After a week of wild speculation, it seems like head coach Matt Wells will return to Texas Tech football in 2021, but not without a major firing within his staff.

The school's athletics department confirmed the news via press release Monday (December 14th) just after noon. Offensive Coordinator David Yost, who followed Wells from Utah State in 2019, has officially been fired.

"Texas Tech head coach Matt Wells announced Monday he has relieved offensive coordinator and quarterbacks coach David Yost of his duties, effective immediately," the press release said.

Wells touted Yost as a "true professional" in his comments about the decision.

"This is a difficult decision, but I recognize that I have a responsibility to our players, to our fans and to our administration to do what is best for our program as we move forward. Sometimes change is necessary, and I feel like this is one of those times," Wells said in a statement.

KAMC News' David Collier broke the news shortly before the school alerted the media.

The regression of the offense, even with the crazy offseason, generated the firing, which was fanned by a silent athletic department.

In 2020, Wells was returning three starters on the interior of the offensive line, a starting running back, his QB, and the entire starting wide receiver corps. Wells and offensive coordinator David Yost also got a QB transfer, Henry Colombi, that knew the offense from his time at Utah State.
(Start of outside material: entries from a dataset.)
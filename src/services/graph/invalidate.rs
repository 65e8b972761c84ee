use actix_web::{HttpRequest, HttpResponse, Result as ActixResult};

use super::GraphService;
use crate::cache::GraphCache;
use crate::errors::Result;
use crate::models::ApiResponse;
use crate::services::courses::find_course;
use crate::storage::Storage;
use crate::utils::error_response;

/// 使课程的全部匹配图缓存失效
pub async fn invalidate_course_graph(
    storage: &dyn Storage,
    cache: &GraphCache,
    course_key: &str,
) -> Result<()> {
    let course = find_course(storage, course_key).await?;
    cache.invalidate(course.id);
    Ok(())
}

pub async fn invalidate_graph(
    service: &GraphService,
    request: &HttpRequest,
    course_key: &str,
) -> ActixResult<HttpResponse> {
    let storage = service.get_storage(request);
    let cache = service.get_graph_cache(request);

    match invalidate_course_graph(storage.as_ref(), cache.as_ref(), course_key).await {
        Ok(()) => Ok(HttpResponse::Ok().json(ApiResponse::success_empty("匹配图缓存已失效"))),
        Err(e) => Ok(error_response(&e)),
    }
}
pub mod common;
pub mod comparisons;
pub mod courses;
pub mod graph;
pub mod suspects;

pub use common::error_code::ErrorCode;
pub use common::response::ApiResponse;

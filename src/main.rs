use actix_cors::Cors;
use actix_web::middleware::{Compress, DefaultHeaders};
use actix_web::{App, HttpServer, web};
use dotenv::dotenv;
use human_panic::setup_panic;
use tracing::{debug, error, warn};

// 从 lib.rs 导入模块
use radar_review::config::AppConfig;
use radar_review::routes;
use radar_review::runtime::lifetime;
use radar_review::utils::{form_error_handler, json_error_handler, query_error_handler};

/// 根据配置构建 CORS，`*` 表示允许任意来源
fn build_cors(config: &AppConfig) -> Cors {
    let cors = Cors::default()
        .allow_any_method()
        .allow_any_header()
        .max_age(config.cors.max_age);

    if config.cors.allowed_origins.iter().any(|o| o == "*") {
        cors.allow_any_origin()
    } else {
        config
            .cors
            .allowed_origins
            .iter()
            .fold(cors, |cors, origin| cors.allowed_origin(origin))
    }
}

#[actix_web::main]
async fn main() -> std::io::Result<()> {
    dotenv().ok();

    // 记录程序启动时间
    let start_datetime = chrono::Utc::now();

    // 启动前预处理 //

    // 初始化配置
    setup_panic!();
    if let Err(e) = AppConfig::init() {
        eprintln!("Failed to initialize configuration: {e}");
        std::process::exit(1);
    }
    let config = AppConfig::get();

    // 初始化日志
    let stdout_log = std::io::stdout();
    let (non_blocking_writer, _guard) = tracing_appender::non_blocking(stdout_log);
    let filter = tracing_subscriber::EnvFilter::new(&config.app.log_level);
    let tracing_format = tracing_subscriber::fmt::format()
        .with_level(true)
        .with_ansi(true);

    let tracing_builder = tracing_subscriber::fmt()
        .with_env_filter(filter)
        .with_writer(non_blocking_writer)
        .event_format(tracing_format);

    if config.is_development() {
        tracing_builder
            .with_file(true)
            .with_line_number(true)
            .init();
    } else {
        tracing_builder.json().init();
    }

    // 打印信息
    warn!(
        "Starting pre-startup processing...
        Project: {}
        Version: {}
        Authors: {}",
        env!("CARGO_PKG_NAME"),
        env!("CARGO_PKG_VERSION"),
        env!("CARGO_PKG_AUTHORS")
    );

    let startup = match lifetime::startup::prepare_server_startup().await {
        Ok(startup) => startup,
        Err(e) => {
            error!("Pre-startup processing failed: {}", e);
            return Err(std::io::Error::other(e.format_simple()));
        }
    };

    let storage = startup.storage.clone();
    let graph_cache = startup.graph_cache.clone();

    // 输出预处理时间
    debug!(
        "Pre-startup processing completed in {} ms",
        chrono::Utc::now()
            .signed_duration_since(start_datetime)
            .num_milliseconds()
    );

    // 预处理完成 //

    warn!("Using {} CPU cores for the server", config.server.workers);

    // Start the HTTP server
    let server = HttpServer::new(move || {
        App::new()
            .wrap(build_cors(config))
            .wrap(Compress::default())
            .wrap(
                DefaultHeaders::new()
                    .add(("Connection", "keep-alive"))
                    .add((
                        "Keep-Alive",
                        format!("timeout={}, max=1000", config.server.timeouts.keep_alive),
                    ))
                    .add(("Cache-Control", "no-cache, no-store, must-revalidate")),
            )
            .app_data(web::QueryConfig::default().error_handler(query_error_handler)) // 设置查询参数错误处理器
            .app_data(web::JsonConfig::default().error_handler(json_error_handler)) // 设置JSON错误处理器
            .app_data(web::FormConfig::default().error_handler(form_error_handler)) // 设置表单错误处理器
            .app_data(web::Data::new(storage.clone()))
            .app_data(web::Data::new(graph_cache.clone()))
            .app_data(web::PayloadConfig::new(
                config.server.limits.max_payload_size,
            )) // 设置最大请求体大小
            .configure(routes::configure_api_routes) // 配置课程、匹配图、比对和嫌疑名单路由
    })
    .keep_alive(std::time::Duration::from_secs(
        config.server.timeouts.keep_alive,
    )) // 启用长连接
    .client_request_timeout(std::time::Duration::from_millis(
        config.server.timeouts.client_request,
    )) // 客户端超时
    .client_disconnect_timeout(std::time::Duration::from_millis(
        config.server.timeouts.client_disconnect,
    )) // 断连超时
    .workers(config.server.workers);

    let server = {
        #[cfg(unix)]
        {
            if let Some(socket_path) = config.unix_socket_path() {
                warn!("Starting server on Unix socket: {}", socket_path);
                if std::path::Path::new(socket_path).exists() {
                    std::fs::remove_file(socket_path)?;
                }
                Some(server.bind_uds(socket_path)?)
            } else {
                let bind_address = config.server_bind_address();
                warn!("Starting server at http://{}", bind_address);
                Some(server.bind(bind_address)?)
            }
        }

        #[cfg(not(unix))]
        {
            let bind_address = config.server_bind_address();
            warn!("Starting server at http://{}", bind_address);
            Some(server.bind(bind_address)?)
        }
    }
    .expect("Server binding failed")
    .run();

    tokio::select! {
        res = server => {
            res?;
        }
        _ = lifetime::shutdown::listen_for_shutdown() => {
            warn!("Graceful shutdown: all tasks completed");
        }
    }

    Ok(())
}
Even with all those returners the offense never got going and finished with an absolute dud against Kansas. A win, but only scoring 16 points against a defense that was giving up more than 50 points per game is really bad.

QB Alan Bowman has regressed under Matt Wells; playmaker TJ Vasher was hardly used this season; and leading receiver Erik Ezukanma was calling out the offensive coordinator during the Kansas game and during the postgame press conference.

As far as Wells goes, the players also couldn't have loved his press conferences this season.

When asked about the idiotic sky kick against Texas when there was 3:15 left on the clock and the Red Raiders enjoying a 15-point lead, it wasn't the coaching decision that was wrong. According to Wells, it was the players who didn't execute. The special team's gaffes all season were on the execution, not the play call. When Bowman was benched after Iowa State, it was his fault for not reading the defense, not on the coaching staff for failing to put him in a position to succeed.

Wells' 'We. Us. Our.' mantra fell flat when every mistake seemed to be more 'Them. They. Those.' That needs to change if the Red Raiders and Matt Wells are going to move forward and improve as a program.

The search for a new offensive coordinator has already begun.